■ What you need to do ■
Gather all lines in the data that hold the string "SeqCst".
========================================================================
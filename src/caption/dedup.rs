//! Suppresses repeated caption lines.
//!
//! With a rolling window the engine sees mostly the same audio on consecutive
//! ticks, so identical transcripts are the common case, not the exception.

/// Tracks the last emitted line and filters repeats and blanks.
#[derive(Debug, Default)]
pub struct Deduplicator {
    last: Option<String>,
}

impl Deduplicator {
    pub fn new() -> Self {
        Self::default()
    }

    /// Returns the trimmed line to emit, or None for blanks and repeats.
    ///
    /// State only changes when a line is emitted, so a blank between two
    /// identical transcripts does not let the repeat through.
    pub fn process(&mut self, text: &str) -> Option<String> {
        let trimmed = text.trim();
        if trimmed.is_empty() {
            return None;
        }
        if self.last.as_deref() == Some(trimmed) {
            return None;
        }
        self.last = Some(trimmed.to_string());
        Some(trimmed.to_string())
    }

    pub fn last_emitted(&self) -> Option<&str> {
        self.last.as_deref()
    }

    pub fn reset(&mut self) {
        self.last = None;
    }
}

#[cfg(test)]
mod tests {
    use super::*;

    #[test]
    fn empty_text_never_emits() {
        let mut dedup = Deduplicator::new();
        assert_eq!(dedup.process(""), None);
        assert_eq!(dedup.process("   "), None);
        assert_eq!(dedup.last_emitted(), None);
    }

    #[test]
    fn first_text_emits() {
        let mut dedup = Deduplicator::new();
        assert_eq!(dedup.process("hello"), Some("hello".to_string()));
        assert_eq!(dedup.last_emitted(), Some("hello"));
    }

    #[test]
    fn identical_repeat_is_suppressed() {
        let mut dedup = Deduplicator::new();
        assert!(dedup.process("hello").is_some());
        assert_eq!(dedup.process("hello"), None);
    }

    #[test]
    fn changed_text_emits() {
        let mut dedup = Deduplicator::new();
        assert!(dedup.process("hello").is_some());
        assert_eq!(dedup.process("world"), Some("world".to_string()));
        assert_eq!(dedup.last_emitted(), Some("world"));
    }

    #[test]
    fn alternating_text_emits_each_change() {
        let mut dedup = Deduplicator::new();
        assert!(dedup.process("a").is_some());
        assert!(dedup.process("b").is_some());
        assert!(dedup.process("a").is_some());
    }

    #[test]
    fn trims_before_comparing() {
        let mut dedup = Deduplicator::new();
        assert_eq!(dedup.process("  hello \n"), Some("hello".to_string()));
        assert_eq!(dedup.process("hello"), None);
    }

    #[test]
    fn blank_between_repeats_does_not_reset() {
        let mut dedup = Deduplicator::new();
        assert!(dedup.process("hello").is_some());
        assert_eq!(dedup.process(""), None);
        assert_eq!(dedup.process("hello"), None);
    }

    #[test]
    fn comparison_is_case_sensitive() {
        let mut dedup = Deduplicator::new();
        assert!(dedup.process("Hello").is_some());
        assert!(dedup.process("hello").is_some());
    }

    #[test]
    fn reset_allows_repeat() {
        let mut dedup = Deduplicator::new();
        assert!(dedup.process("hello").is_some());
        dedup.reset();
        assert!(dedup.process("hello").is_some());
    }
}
========================================================================
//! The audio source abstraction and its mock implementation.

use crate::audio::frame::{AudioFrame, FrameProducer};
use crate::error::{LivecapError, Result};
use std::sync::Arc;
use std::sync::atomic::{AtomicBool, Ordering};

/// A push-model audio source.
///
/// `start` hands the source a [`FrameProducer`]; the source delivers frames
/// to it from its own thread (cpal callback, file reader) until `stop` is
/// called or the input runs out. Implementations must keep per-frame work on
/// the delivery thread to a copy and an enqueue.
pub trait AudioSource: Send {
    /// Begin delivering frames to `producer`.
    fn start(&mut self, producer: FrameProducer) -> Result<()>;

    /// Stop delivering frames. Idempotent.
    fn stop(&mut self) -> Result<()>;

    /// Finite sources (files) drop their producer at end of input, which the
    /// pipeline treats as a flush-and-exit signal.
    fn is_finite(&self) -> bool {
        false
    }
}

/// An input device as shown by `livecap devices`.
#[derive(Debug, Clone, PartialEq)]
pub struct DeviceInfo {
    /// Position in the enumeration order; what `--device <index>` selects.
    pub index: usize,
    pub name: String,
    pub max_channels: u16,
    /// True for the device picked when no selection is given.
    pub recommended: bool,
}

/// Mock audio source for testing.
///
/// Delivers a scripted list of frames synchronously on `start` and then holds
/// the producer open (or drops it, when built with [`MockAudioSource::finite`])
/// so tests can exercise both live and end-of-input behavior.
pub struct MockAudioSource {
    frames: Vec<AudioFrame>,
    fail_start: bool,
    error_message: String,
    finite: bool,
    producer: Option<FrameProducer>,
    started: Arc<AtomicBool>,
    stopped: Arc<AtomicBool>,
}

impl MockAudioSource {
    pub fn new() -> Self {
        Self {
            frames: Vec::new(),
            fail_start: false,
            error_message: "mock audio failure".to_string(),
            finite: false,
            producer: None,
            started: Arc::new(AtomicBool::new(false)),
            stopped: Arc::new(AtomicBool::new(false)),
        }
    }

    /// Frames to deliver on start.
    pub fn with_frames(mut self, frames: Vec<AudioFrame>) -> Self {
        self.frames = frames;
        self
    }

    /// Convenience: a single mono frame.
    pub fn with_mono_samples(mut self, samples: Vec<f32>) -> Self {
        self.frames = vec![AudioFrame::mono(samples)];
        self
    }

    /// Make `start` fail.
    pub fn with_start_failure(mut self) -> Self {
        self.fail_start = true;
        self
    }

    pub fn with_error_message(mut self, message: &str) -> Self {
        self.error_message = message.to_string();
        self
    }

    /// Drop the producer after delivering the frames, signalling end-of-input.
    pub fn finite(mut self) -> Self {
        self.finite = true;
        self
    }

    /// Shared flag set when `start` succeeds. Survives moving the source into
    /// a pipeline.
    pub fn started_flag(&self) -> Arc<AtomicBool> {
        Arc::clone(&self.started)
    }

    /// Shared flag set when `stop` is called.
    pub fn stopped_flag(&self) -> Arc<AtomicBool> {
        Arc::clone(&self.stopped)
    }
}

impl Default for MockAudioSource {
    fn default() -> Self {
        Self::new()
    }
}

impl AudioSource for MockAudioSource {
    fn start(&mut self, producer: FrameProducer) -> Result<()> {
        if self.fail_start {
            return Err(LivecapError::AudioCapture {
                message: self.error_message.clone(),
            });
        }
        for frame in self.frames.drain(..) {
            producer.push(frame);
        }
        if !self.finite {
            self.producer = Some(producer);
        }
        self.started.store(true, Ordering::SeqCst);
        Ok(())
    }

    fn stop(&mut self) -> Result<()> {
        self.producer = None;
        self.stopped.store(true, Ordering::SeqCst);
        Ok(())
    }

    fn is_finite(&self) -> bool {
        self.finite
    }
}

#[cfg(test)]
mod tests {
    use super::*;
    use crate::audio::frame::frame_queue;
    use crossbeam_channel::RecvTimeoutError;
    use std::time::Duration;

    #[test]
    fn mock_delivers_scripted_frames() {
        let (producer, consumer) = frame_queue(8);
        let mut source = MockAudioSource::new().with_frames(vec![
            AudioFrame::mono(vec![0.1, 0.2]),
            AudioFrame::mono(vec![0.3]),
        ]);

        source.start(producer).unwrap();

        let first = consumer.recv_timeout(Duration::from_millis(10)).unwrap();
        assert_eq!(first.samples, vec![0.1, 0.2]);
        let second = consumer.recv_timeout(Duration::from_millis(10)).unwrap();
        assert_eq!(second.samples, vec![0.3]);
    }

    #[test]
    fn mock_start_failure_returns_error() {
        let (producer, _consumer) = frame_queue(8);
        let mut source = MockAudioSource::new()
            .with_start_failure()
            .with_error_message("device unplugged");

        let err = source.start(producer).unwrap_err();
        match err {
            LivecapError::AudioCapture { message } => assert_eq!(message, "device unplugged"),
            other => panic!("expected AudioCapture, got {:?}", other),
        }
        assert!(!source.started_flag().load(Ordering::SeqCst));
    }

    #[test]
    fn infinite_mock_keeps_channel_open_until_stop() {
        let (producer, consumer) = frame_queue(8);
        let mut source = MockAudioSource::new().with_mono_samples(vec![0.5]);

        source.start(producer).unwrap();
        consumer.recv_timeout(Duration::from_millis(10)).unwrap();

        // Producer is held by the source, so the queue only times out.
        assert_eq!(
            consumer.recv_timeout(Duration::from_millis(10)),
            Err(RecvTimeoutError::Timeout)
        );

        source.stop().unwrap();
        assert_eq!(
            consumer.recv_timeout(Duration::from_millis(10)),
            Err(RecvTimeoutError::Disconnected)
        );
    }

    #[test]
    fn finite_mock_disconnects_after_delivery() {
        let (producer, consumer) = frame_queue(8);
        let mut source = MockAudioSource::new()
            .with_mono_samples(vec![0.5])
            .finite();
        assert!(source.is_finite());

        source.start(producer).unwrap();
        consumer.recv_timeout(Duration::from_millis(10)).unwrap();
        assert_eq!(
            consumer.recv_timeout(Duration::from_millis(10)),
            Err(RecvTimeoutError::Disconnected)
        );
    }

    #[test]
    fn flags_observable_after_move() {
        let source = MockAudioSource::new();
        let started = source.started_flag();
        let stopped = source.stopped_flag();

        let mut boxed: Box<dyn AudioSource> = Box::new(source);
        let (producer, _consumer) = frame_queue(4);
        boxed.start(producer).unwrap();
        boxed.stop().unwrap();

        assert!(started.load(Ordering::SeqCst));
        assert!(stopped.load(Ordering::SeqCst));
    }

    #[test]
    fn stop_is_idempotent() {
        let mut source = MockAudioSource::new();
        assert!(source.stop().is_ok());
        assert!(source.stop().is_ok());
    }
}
========================================================================
■ Exercise output ■
        self.started.store(true, Ordering::SeqCst);
        self.stopped.store(true, Ordering::SeqCst);
        assert!(!source.started_flag().load(Ordering::SeqCst));
        assert!(started.load(Ordering::SeqCst));
        assert!(stopped.load(Ordering::SeqCst));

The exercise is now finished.